What An Investigator Agent Is — And Is Not

Start with the picture most people have, because it is wrong. An investigator agent is not a robot watching a wall of monitors and pressing alarms. It is a piece of software that sits on top of footage already recorded by your cameras and your video management system — the software, called a VMS, that records and stores camera streams — and answers questions about that footage on demand. You ask in plain language; it does the looking.

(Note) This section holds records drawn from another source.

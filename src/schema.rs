//! Declarative dataset schemas.
//!
//! A schema lists the features of a dataset in column order together with
//! their category vocabularies, plus the two response labels. Every fold of
//! a cross-validation run gets a fresh model from [`Schema::build_model`].

use crate::bayes::NaiveBayesModel;
use crate::feature::CategoricalFeature;

/// One attribute and the categories it may take.
#[derive(Debug, Clone, Copy)]
pub struct FeatureSpec {
    pub name: &'static str,
    pub categories: &'static [&'static str],
}

/// Column layout and binary response framing of a dataset.
#[derive(Debug, Clone, Copy)]
pub struct Schema {
    pub negative: &'static str,
    pub positive: &'static str,
    pub features: &'static [FeatureSpec],
}

impl Schema {
    /// Builds an untrained model with every response and category registered.
    ///
    /// The negative label is registered first, so index 1 of a posterior
    /// distribution is the positive class.
    pub fn build_model(&self) -> NaiveBayesModel {
        let mut model = NaiveBayesModel::new();
        model.register_response(self.negative);
        model.register_response(self.positive);

        let num_responses = model.responses().len();
        for spec in self.features {
            let mut feature = CategoricalFeature::new(spec.name, num_responses);
            for category in spec.categories {
                feature.register(category);
            }
            model.add_feature(feature);
        }
        model
    }

    pub fn num_features(&self) -> usize {
        self.features.len()
    }
}
use bayes_roc::config::{OutputMode, RunConfig};
use bayes_roc::datasets::{self, INCOME, MUSHROOM};
use bayes_roc::loader::{load_file, LoadOptions};
use bayes_roc::render::Renderer;
use bayes_roc::{evaluate, BayesError, EvalConfig, FeatureSpec, Schema};
use rand::rngs::StdRng;
use rand::SeedableRng;
use std::fs;
use std::io::Write;
use std::path::Path;

/// Mushroom lines whose odor and spore colour lean towards the class.
fn write_mushrooms(dir: &Path, count: usize) {
    let mut file = fs::File::create(dir.join("mushroom.data")).unwrap();
    for i in 0..count {
        let edible = i % 2 == 0;
        let (class, odor, spore) = match (edible, i % 5 == 0) {
            (true, false) => ("e", "a", "n"),
            (true, true) => ("e", "n", "k"),
            (false, false) => ("p", "f", "w"),
            (false, true) => ("p", "n", "k"),
        };
        writeln!(
            file,
            "{class},x,s,n,t,{odor},f,c,n,k,e,e,s,s,w,w,p,w,o,p,{spore},s,u"
        )
        .unwrap();
    }
}

#[test]
fn mushroom_run_produces_ascending_curve() {
    let dir = tempfile::tempdir().unwrap();
    write_mushrooms(dir.path(), 90);

    let config = RunConfig {
        data_dir: dir.path().to_path_buf(),
        output_dir: dir.path().join("graphs"),
        seed: Some(11),
        ..Default::default()
    };
    let curve = datasets::run(&MUSHROOM, &config, &mut StdRng::seed_from_u64(11)).unwrap();

    assert_eq!(curve.title, MUSHROOM.title);
    assert!(!curve.points.is_empty());
    for pair in curve.points.windows(2) {
        assert!(pair[0].false_positive_rate < pair[1].false_positive_rate);
    }
    for point in &curve.points {
        assert!((0.0..=1.0).contains(&point.false_positive_rate));
        assert!((0.0..=1.0).contains(&point.true_positive_rate));
    }
    // threshold 0 classifies every row as positive
    let last = curve.points.last().unwrap();
    assert_eq!(last.false_positive_rate, 1.0);
    assert_eq!(last.true_positive_rate, 1.0);
    assert!(curve.auc() > 0.8);

    let mut renderer = Renderer::new(OutputMode::Save, &config.output_dir);
    let saved = renderer.render(&curve).unwrap().unwrap();
    let written = fs::read_to_string(saved).unwrap();
    assert_eq!(written.lines().count(), curve.points.len() + 1);
}

#[test]
fn failing_dataset_does_not_affect_the_next() {
    let dir = tempfile::tempdir().unwrap();
    write_mushrooms(dir.path(), 60);

    let config = RunConfig {
        data_dir: dir.path().to_path_buf(),
        ..Default::default()
    };
    let mut rng = StdRng::seed_from_u64(3);

    let err = datasets::run(&INCOME, &config, &mut rng).unwrap_err();
    assert!(format!("{err:#}").contains("income.data"));

    assert!(datasets::run(&MUSHROOM, &config, &mut rng).is_ok());
}

#[test]
fn schema_mismatch_names_feature_and_value() {
    let dir = tempfile::tempdir().unwrap();
    let path = dir.path().join("toy.data");
    fs::write(&path, "x;pos\ny;neg\nx;pos\nq;neg\nx;pos\ny;neg\n").unwrap();

    const TOY: Schema = Schema {
        negative: "neg",
        positive: "pos",
        features: &[FeatureSpec {
            name: "marker",
            categories: &["x", "y"],
        }],
    };
    let options = LoadOptions {
        class_column: 1,
        delimiter: b';',
        missing_marker: None,
    };
    let rows = load_file(&path, &options, &mut StdRng::seed_from_u64(5)).unwrap();
    assert_eq!(rows.len(), 6);

    let err = evaluate(&TOY, &rows, &EvalConfig::default()).unwrap_err();
    match err {
        BayesError::UnknownCategory { feature, category } => {
            assert_eq!(feature, "marker");
            assert_eq!(category, "q");
        }
        other => panic!("unexpected error: {other}"),
    }
}
use crate::error::{BayesError, Result};

/// Training and test rows for one cross-validation fold.
#[derive(Debug, Clone)]
pub struct Fold<T> {
    pub training: Vec<T>,
    pub test: Vec<T>,
}

/// Splits an already shuffled dataset into contiguous test slices.
#[derive(Debug, Clone, Copy)]
pub struct DatasetPartitioner {
    folds: usize,
}

impl DatasetPartitioner {
    pub fn new(folds: usize) -> Result<Self> {
        if folds < 2 {
            return Err(BayesError::InvalidFoldCount(folds));
        }
        Ok(DatasetPartitioner { folds })
    }

    pub fn folds(&self) -> usize {
        self.folds
    }

    /// Real-valued `[lower, upper)` test range for fold `shift`.
    ///
    /// Both ends are `k * len / folds` for consecutive `k`, so adjacent
    /// folds share a boundary exactly.
    pub fn test_range(&self, len: usize, shift: usize) -> (f64, f64) {
        let width = len as f64 / self.folds as f64;
        (shift as f64 * width, (shift + 1) as f64 * width)
    }

    pub fn split<T: Clone>(&self, dataset: &[T], shift: usize) -> Result<Fold<T>> {
        if shift >= self.folds {
            return Err(BayesError::InvalidFoldIndex {
                shift,
                folds: self.folds,
            });
        }

        let (lower, upper) = self.test_range(dataset.len(), shift);
        let mut fold = Fold {
            training: Vec::new(),
            test: Vec::new(),
        };
        for (i, row) in dataset.iter().enumerate() {
            let i = i as f64;
            if i >= lower && i < upper {
                fold.test.push(row.clone());
            } else {
                fold.training.push(row.clone());
            }
        }
        Ok(fold)
    }

    /// Every fold, in shift order.
    pub fn split_all<T: Clone>(&self, dataset: &[T]) -> Result<Vec<Fold<T>>> {
        (0..self.folds)
            .map(|shift| self.split(dataset, shift))
            .collect()
    }
}
impl WorkerPool {
    /// Starts `size` workers that run jobs through `pipeline`. Must be called
    /// from within a Tokio runtime.
    pub fn new(pipeline: Arc<RoiPipeline>, size: usize) -> RoiResult<Self> {
        if size == 0 {
            return Err(RoiError::config("worker pool needs at least one worker"));
        }
        let (task_sender, mut task_receiver) = mpsc::unbounded_channel::<ImageTask>();

        let (worker_senders, worker_receivers): (Vec<_>, Vec<_>) =
            (0..size).map(|_| mpsc::unbounded_channel::<ImageTask>()).unzip();

        let dispatcher = tokio::spawn(async move {
            let mut worker_idx = 0;
            while let Some(task) = task_receiver.recv().await {
                if let Err(mpsc::error::SendError(task)) = worker_senders[worker_idx].send(task) {
                    let _ = task
                        .result_sender
                        .send(Err(RoiError::worker(format!("worker {worker_idx} is gone"))));
                }
                worker_idx = (worker_idx + 1) % size;
            }
        });

        let workers = worker_receivers
            .into_iter()
            .enumerate()
            .map(|(worker_idx, mut worker_receiver)| {
                let pipeline = Arc::clone(&pipeline);
                tokio::spawn(async move {
                    while let Some(task) = worker_receiver.recv().await {
                        let result = Self::run_isolated(Arc::clone(&pipeline), task.job).await;
                        if task.result_sender.send(result).is_err() {
                            debug!(worker = worker_idx, "result receiver dropped");
                        }
                    }
                })
            })
            .collect();

        debug!(workers = size, "worker pool started");
        Ok(Self {
            task_sender: Some(task_sender),
            dispatcher,
            workers,
        })
    }

    /// Runs one job in its own task so a panic stays with that image.
    async fn run_isolated(pipeline: Arc<RoiPipeline>, job: ImageJob) -> RoiResult<HandlerOutcome> {
        let image_path = job.image_path.clone();
        match tokio::spawn(async move { pipeline.process(&job).await }).await {
            Ok(result) => result,
            Err(e) => Err(RoiError::worker(format!(
                "handler for {} did not finish: {e}",
                image_path.display()
            ))),
        }
    }

    /// Queues `job` and returns the receiver its result will arrive on.
    pub fn submit(&self, job: ImageJob) -> RoiResult<oneshot::Receiver<RoiResult<HandlerOutcome>>> {
        let sender = self
            .task_sender
            .as_ref()
            .ok_or_else(|| RoiError::worker("worker pool is shut down"))?;
        let (result_sender, result_receiver) = oneshot::channel();
        sender
            .send(ImageTask { job, result_sender })
            .map_err(|_| RoiError::worker("failed to send task to worker pool"))?;
        Ok(result_receiver)
    }

    pub fn size(&self) -> usize {
        self.workers.len()
    }

    /// Closes the submit side and waits for the dispatcher and every worker.
    pub async fn shutdown(mut self) -> RoiResult<()> {
        self.task_sender.take();
        self.dispatcher
            .await
            .map_err(|e| RoiError::worker(format!("dispatcher: {e}")))?;
        for (worker_idx, worker) in self.workers.into_iter().enumerate() {
            worker
                .await
                .map_err(|e| RoiError::worker(format!("worker {worker_idx}: {e}")))?;
        }
        Ok(())
    }
}

/// Record/image pairs found in an input directory.
#[derive(Debug, Default)]
pub struct InputScan {
    /// `(record, image)` pairs, sorted by stem.
    pub pairs: Vec<(PathBuf, PathBuf)>,
    /// Files whose counterpart is missing, as `MissingPair` errors.
    pub unpaired: Vec<RoiError>,
}

#[derive(Default)]
struct StemEntry {
    record: Option<PathBuf>,
    images: Vec<PathBuf>,
}

fn extension_of(path: &Path) -> Option<String> {
    path.extension().map(|e| e.to_string_lossy().to_ascii_lowercase())
}

fn image_rank(path: &Path) -> usize {
    extension_of(path)
        .and_then(|ext| IMAGE_EXTENSIONS.iter().position(|known| *known == ext))
        .unwrap_or(IMAGE_EXTENSIONS.len())
}

/// Pairs every `.xml` record in `dir` with the image of the same stem.
/// Extensions match case-insensitively; files of other types are ignored.
pub fn scan_input(dir: &Path) -> RoiResult<InputScan> {
    let entries = std::fs::read_dir(dir)
        .map_err(|e| RoiError::io(format!("reading input directory {}", dir.display()), e))?;

    let mut stems: BTreeMap<String, StemEntry> = BTreeMap::new();
    for entry in entries {
        let path = entry
            .map_err(|e| RoiError::io(format!("reading input directory {}", dir.display()), e))?
            .path();
        if !path.is_file() {
            continue;
        }
        let (Some(ext), Some(stem)) = (extension_of(&path), path.file_stem()) else {
            continue;
        };
        let slot = stems.entry(stem.to_string_lossy().into_owned()).or_default();
        if ext == RECORD_EXTENSION {
            slot.record = Some(path);
        } else if IMAGE_EXTENSIONS.contains(&ext.as_str()) {
            slot.images.push(path);
        }
    }

    let mut scan = InputScan::default();
    for (_, mut entry) in stems {
        entry.images.sort_by_key(|p| (image_rank(p), p.clone()));
        let mut images = entry.images.into_iter();
        match (entry.record, images.next()) {
            (Some(record), Some(image)) => scan.pairs.push((record, image)),
            (Some(record), None) => scan.unpaired.push(RoiError::MissingPair { path: record }),
            (None, Some(image)) => scan.unpaired.push(RoiError::MissingPair { path: image }),
            (None, None) => {}
        }
        // A second image for the same stem has no record of its own.
        scan.unpaired
            .extend(images.map(|path| RoiError::MissingPair { path }));
    }
    Ok(scan)
}

/// Counters for one run.
#[derive(Debug, Clone, Default, PartialEq, Eq)]
pub struct DispatchReport {
    /// Images written by a cropping handler.
    pub processed: usize,
    /// Copy-through images.
    pub copied: usize,
    /// Images a cropping handler passed through on an empty selection.
    pub passed_through: usize,
    /// Records with no recognized organ tag.
    pub skipped: usize,
    /// Images or records with no counterpart.
    pub unpaired: usize,
    pub failed: usize,
    /// Successful outputs per organ.
    pub per_organ: BTreeMap<OrganTag, usize>,
    pub cheap: usize,
    pub escalated: usize,
    pub color_heuristic: usize,
    pub edge_contour: usize,
    pub contour_solver: usize,
    /// Offending file and error message of every failure.
    pub failures: Vec<(PathBuf, String)>,
}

The word that matters is investigator, and it points at a specific job: looking backward through recorded video to reconstruct what happened. Security teams call this forensic search — searching stored footage after an event to find the clip that explains it. The classic version is a person clicking through twelve hours of recordings from sixteen cameras to find the ninety seconds that matter. That is the task the agent takes over. In 2026 the security industry made this concrete: Brivo and Eagle Eye Networks launched an agent named Eeva that watches cameras from a plain-language prompt, and a startup called Conntour raised seven million dollars in March 2026 to build, in their words, an AI search engine for security video. The pattern is no longer theoretical.

It helps to fix the boundary against two neighbors. An investigator agent is not the same as a live alerting rule — "ping me when the detector sees a person in this zone" — which is a simpler, always-on trigger covered by ordinary video analytics. And it is not a live monitoring operator that watches streams in real time to intervene as events unfold. The investigator works mostly on the past tense: a question arrives, it investigates the archive, it reports. Some products blur the line by letting the same agent both watch live and search history, but the engineering and the law treat "react to a live face" and "search yesterday's footage" very differently, and you should keep them separate in your head.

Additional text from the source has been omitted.